By default CloudWatch Events launches initialization Lambdas once an hour (maximum possible identification frequency). You can decrease it while deploying the identification CloudFormation stack by changing any part of IdentificationCheckRateExpression parameter with CloudWatch Schedule Cron Expression. Minutes part are hardcoded to spread Lambda execution because of AWS Lambda concurrent execution limit.

Step 2: Identification lambdas identify all enabled issues. You can configure for each issue type independently whether identification is enabled or not.

Step 3: Identification lambdas create records in DynamoDB table defined in the configuration file for all identified issues.

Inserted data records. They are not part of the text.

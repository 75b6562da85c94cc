//! Domain layer: the payment and operation records, the outcome of a
//! gateway call, and the ports the application layer talks through.

pub mod gateway;
pub mod operation;
pub mod outcome;
pub mod payment;
pub mod ports;
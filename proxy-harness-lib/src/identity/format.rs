use serde::{Deserialize, Serialize};
use std::fmt;
use std::str::FromStr;

use crate::error::HarnessError;

/// Keystore format, which also fixes the key algorithm of generated identities
#[derive(Debug, Deserialize, Serialize, Clone, Copy, PartialEq, Eq, Hash, Default)]
#[serde(rename_all = "kebab-case")]
pub enum KeystoreFormat {
    /// ECDSA over P-256 with SHA-256
    #[default]
    EcdsaP256,
    /// ECDSA over P-384 with SHA-384
    EcdsaP384,
    /// Ed25519
    Ed25519,
}

impl KeystoreFormat {
    pub const ALL: [KeystoreFormat; 3] =
        [KeystoreFormat::EcdsaP256, KeystoreFormat::EcdsaP384, KeystoreFormat::Ed25519];

    pub fn as_str(&self) -> &'static str {
        match self {
            KeystoreFormat::EcdsaP256 => "ecdsa-p256",
            KeystoreFormat::EcdsaP384 => "ecdsa-p384",
            KeystoreFormat::Ed25519 => "ed25519",
        }
    }

    pub(crate) fn signature_algorithm(&self) -> &'static rcgen::SignatureAlgorithm {
        match self {
            KeystoreFormat::EcdsaP256 => &rcgen::PKCS_ECDSA_P256_SHA256,
            KeystoreFormat::EcdsaP384 => &rcgen::PKCS_ECDSA_P384_SHA384,
            KeystoreFormat::Ed25519 => &rcgen::PKCS_ED25519,
        }
    }
}

impl fmt::Display for KeystoreFormat {
    fn fmt(&self, f: &mut fmt::Formatter<'_>) -> fmt::Result {
        f.write_str(self.as_str())
    }
}

impl FromStr for KeystoreFormat {
    type Err = HarnessError;

    fn from_str(s: &str) -> Result<Self, Self::Err> {
        KeystoreFormat::ALL
            .into_iter()
            .find(|f| f.as_str().eq_ignore_ascii_case(s.trim()))
            .ok_or_else(|| {
                HarnessError::Config(format!(
                    "Unknown keystore format '{s}'. Supported formats: ecdsa-p256, ecdsa-p384, ed25519"
                ))
            })
    }
}
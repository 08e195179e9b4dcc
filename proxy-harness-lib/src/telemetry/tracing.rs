use tracing_subscriber::layer::SubscriberExt;
use tracing_subscriber::Registry;

/// Initialize the global tracing subscriber.
///
/// `RUST_LOG` overrides `log_level` when set. Fails if a global subscriber is
/// already installed.
pub fn init_tracing(
    log_level: &str,
    show_target: bool,
) -> Result<(), Box<dyn std::error::Error + Send + Sync>> {
    let env_filter = tracing_subscriber::EnvFilter::try_from_default_env()
        .unwrap_or_else(|_| tracing_subscriber::EnvFilter::new(log_level));
    let fmt_layer = tracing_subscriber::fmt::layer().with_target(show_target);

    let subscriber = Registry::default().with(env_filter).with(fmt_layer);

    tracing::subscriber::set_global_default(subscriber)
        .map_err(|e| format!("Failed to set global tracing subscriber: {e}"))?;

    Ok(())
}

/// Test-friendly subscriber writing through the libtest capture; safe to call repeatedly
pub fn init_test_tracing() {
    let env_filter = tracing_subscriber::EnvFilter::try_from_default_env()
        .unwrap_or_else(|_| tracing_subscriber::EnvFilter::new("warn"));
    let _ = tracing_subscriber::fmt()
        .with_env_filter(env_filter)
        .with_test_writer()
        .try_init();
}
use rustls_pki_types::pem::PemObject;
use rustls_pki_types::CertificateDer;
use std::sync::Arc;
use tokio_rustls::rustls::{self, ClientConfig, RootCertStore};
use tokio_rustls::TlsConnector;

use crate::error::{HarnessError, Result};

/// Builds a TLS connector that trusts exactly the certificates in `trusted_pem`
pub fn build_connector(trusted_pem: &str) -> Result<TlsConnector> {
    let mut roots = RootCertStore::empty();
    for cert in CertificateDer::pem_slice_iter(trusted_pem.as_bytes()) {
        let cert = cert.map_err(|e| HarnessError::Tls(format!("Failed to parse certificate: {e}")))?;
        roots
            .add(cert)
            .map_err(|e| HarnessError::Tls(format!("Rejected trust anchor: {e}")))?;
    }
    if roots.is_empty() {
        return Err(HarnessError::Tls("No trusted certificate given".to_string()));
    }

    let provider = Arc::new(rustls::crypto::aws_lc_rs::default_provider());
    let mut client = ClientConfig::builder_with_provider(provider)
        .with_safe_default_protocol_versions()
        .map_err(|e| HarnessError::Tls(format!("Failed to select protocol versions: {e}")))?
        .with_root_certificates(roots)
        .with_no_client_auth();
    client.alpn_protocols = vec![b"http/1.1".to_vec()];
    Ok(TlsConnector::from(Arc::new(client)))
}

#[cfg(test)]
mod tests {
    use super::*;

    #[test]
    fn test_connector_requires_a_certificate() {
        let err = build_connector("").err();
        assert!(matches!(err, Some(HarnessError::Tls(_))));
    }
}
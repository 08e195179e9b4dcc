use std::net::SocketAddr;
use std::sync::Arc;
use std::time::Duration;

use bytes::Bytes;
use http::header::HOST;
use http::{Request, StatusCode};
use http_body_util::Full;
use proxy_harness_lib::host::{HostServer, Scheme};
use proxy_harness_lib::proxy::{DefaultUpstream, ProxyEndpoint, StatusReport};
use proxy_harness_lib::upstream::{EchoReply, UpstreamOptions, UpstreamServer};
use proxy_harness_lib::ProxyClient;

mod helpers;
use helpers::{get_request, send_plain, test_timeouts, TestResult};

struct Fixture {
    upstream: UpstreamServer,
    host: HostServer,
    proxy: Arc<ProxyEndpoint>,
    addr: SocketAddr,
}

impl Fixture {
    async fn start(default_upstream: bool, initialize: bool) -> TestResult<Self> {
        let upstream = UpstreamServer::start(UpstreamOptions {
            timeouts: test_timeouts(),
            ..UpstreamOptions::default()
        })
        .await?;
        let default = default_upstream.then(|| DefaultUpstream::plain(upstream.addr()));
        let proxy = Arc::new(ProxyEndpoint::new(default, Duration::from_secs(2)));

        let mut host = HostServer::new();
        host.set_port(0).add_endpoint("proxy", proxy.clone());
        if initialize {
            host.add_startup_listener(proxy.clone());
        }
        host.start().await?;
        let addr = host
            .info()
            .and_then(|i| i.listeners.iter().find(|l| l.scheme == Scheme::Http))
            .map(|l| l.addr)
            .ok_or("no plaintext listener")?;
        Ok(Self { upstream, host, proxy, addr })
    }

    fn client(&self) -> TestResult<ProxyClient> {
        Ok(ProxyClient::new("127.0.0.1", self.addr.port(), "proxy", Duration::from_secs(5))?)
    }

    async fn shutdown(mut self) -> TestResult<()> {
        self.upstream.stop().await?;
        self.host.stop();
        self.host.await_termination(Duration::from_secs(5)).await?;
        Ok(())
    }
}

#[tokio::test]
async fn forwards_to_default_upstream_and_records() -> TestResult<()> {
    let fx = Fixture::start(true, true).await?;
    let client = fx.client()?;

    let resp = client
        .request(reqwest::Method::POST, "/echo/1?name=value")?
        .body("hello")
        .send()
        .await?;
    assert_eq!(resp.status(), reqwest::StatusCode::OK);
    let reply: EchoReply = resp.json().await?;
    assert_eq!(reply.method, "POST");
    assert_eq!(reply.path, "/echo/1");
    assert_eq!(reply.query.as_deref(), Some("name=value"));
    assert_eq!(reply.body, "hello");

    let requests = client.retrieve_recorded_requests().await?;
    assert_eq!(requests.len(), 1);
    assert_eq!(requests[0].path, "/echo/1");
    assert_eq!(requests[0].body, "hello");
    assert!(!requests[0].secure);

    let expectations = client.retrieve_recorded_expectations().await?;
    assert_eq!(expectations.len(), 1);
    assert_eq!(expectations[0].response.status, 200);
    assert!(expectations[0].response.body.contains("\"/echo/1\""));

    fx.shutdown().await
}

#[tokio::test]
async fn reset_clears_accumulated_state() -> TestResult<()> {
    let fx = Fixture::start(true, true).await?;
    let client = fx.client()?;

    for i in 0..3 {
        let resp = client.request(reqwest::Method::GET, &format!("/case/{i}"))?.send().await?;
        assert!(resp.status().is_success());
    }
    assert_eq!(client.retrieve_recorded_requests().await?.len(), 3);
    assert_eq!(fx.proxy.recorded_requests().len(), 3);

    client.reset().await?;
    assert!(client.retrieve_recorded_requests().await?.is_empty());
    assert!(client.retrieve_recorded_expectations().await?.is_empty());

    let status: StatusReport = client.status().await?;
    assert_eq!(status.recorded_requests, 0);
    assert_eq!(status.http_port, Some(fx.addr.port()));
    assert_eq!(status.https_port, None);
    assert_eq!(status.redirect_port, None);

    fx.shutdown().await
}

#[tokio::test]
async fn control_api_requires_put() -> TestResult<()> {
    let fx = Fixture::start(true, true).await?;
    let (status, _) = send_plain(fx.addr, get_request(fx.addr, "/proxy/_control/reset")?).await?;
    assert_eq!(status, StatusCode::METHOD_NOT_ALLOWED);

    let req = Request::builder()
        .method("PUT")
        .uri("/proxy/_control/retrieve?type=everything")
        .header(HOST, fx.addr.to_string())
        .body(Full::new(Bytes::new()))?;
    let (status, _) = send_plain(fx.addr, req).await?;
    assert_eq!(status, StatusCode::BAD_REQUEST);

    fx.shutdown().await
}

#[tokio::test]
async fn uninitialized_endpoint_is_unavailable() -> TestResult<()> {
    let fx = Fixture::start(true, false).await?;
    assert!(!fx.proxy.is_initialized());
    let (status, _) = send_plain(fx.addr, get_request(fx.addr, "/proxy/echo")?).await?;
    assert_eq!(status, StatusCode::SERVICE_UNAVAILABLE);
    assert!(fx.proxy.recorded_requests().is_empty());
    fx.shutdown().await
}

#[tokio::test]
async fn missing_upstream_is_unavailable() -> TestResult<()> {
    let fx = Fixture::start(false, true).await?;
    let (status, _) = send_plain(fx.addr, get_request(fx.addr, "/proxy/echo")?).await?;
    assert_eq!(status, StatusCode::SERVICE_UNAVAILABLE);
    fx.shutdown().await
}

#[tokio::test]
async fn explicit_targets_bypass_the_default_upstream() -> TestResult<()> {
    // no default upstream: only an explicit target can succeed
    let fx = Fixture::start(false, true).await?;
    let upstream = fx.upstream.addr();

    let by_host = Request::builder()
        .method("GET")
        .uri("/proxy/by-host")
        .header(HOST, upstream.to_string())
        .body(Full::new(Bytes::new()))?;
    let (status, body) = send_plain(fx.addr, by_host).await?;
    assert_eq!(status, StatusCode::OK);
    let reply: EchoReply = serde_json::from_str(&body)?;
    assert_eq!(reply.path, "/by-host");

    let absolute = Request::builder()
        .method("GET")
        .uri(format!("http://{upstream}/proxy/absolute?q=1"))
        .header(HOST, upstream.to_string())
        .body(Full::new(Bytes::new()))?;
    let (status, body) = send_plain(fx.addr, absolute).await?;
    assert_eq!(status, StatusCode::OK);
    let reply: EchoReply = serde_json::from_str(&body)?;
    assert_eq!(reply.path, "/absolute");
    assert_eq!(reply.query.as_deref(), Some("q=1"));

    fx.shutdown().await
}

#[tokio::test]
async fn unreachable_upstream_is_bad_gateway() -> TestResult<()> {
    let closed = std::net::TcpListener::bind("127.0.0.1:0")?.local_addr()?;
    let fx = Fixture::start(false, true).await?;
    let req = Request::builder()
        .method("GET")
        .uri("/proxy/nowhere")
        .header(HOST, closed.to_string())
        .body(Full::new(Bytes::new()))?;
    let (status, _) = send_plain(fx.addr, req).await?;
    assert_eq!(status, StatusCode::BAD_GATEWAY);

    // the failed exchange is still recorded as a request, not as an expectation
    assert_eq!(fx.proxy.recorded_requests().len(), 1);
    assert!(fx.proxy.recorded_expectations().is_empty());
    fx.shutdown().await
}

Step 4: Reporting engine according to discovered issues in DynamoDB creates tickets in JIRA or sends notification to Slack. You can configure for each issue type independently whether reporting is enabled or not.

Step 5: Dow Jones Hammer provides automatic remediation for some issue types within defined timeframe after reporting. You can configure for each issue type independently whether automatic remediation is enabled or not. Additionally you can run remediation scripts manually from reporting and remediation EC2 instance. See the list of the issues for which Dow Jones Hammer supports remediation in the corresponding area at the diagram.

You can find detailed descriptions of described steps further in the User Guide.

Implementation Details

  • Dow Jones Hammer is written in Python, versions starting from 3.6 are supported;
  • Identification lambdas are configured to use python3.6 runtime;
  • Reporting and remediation engine runs on EC2 with the latest version of CentOS 7, using Python 3.6 installed from IUS Community Project.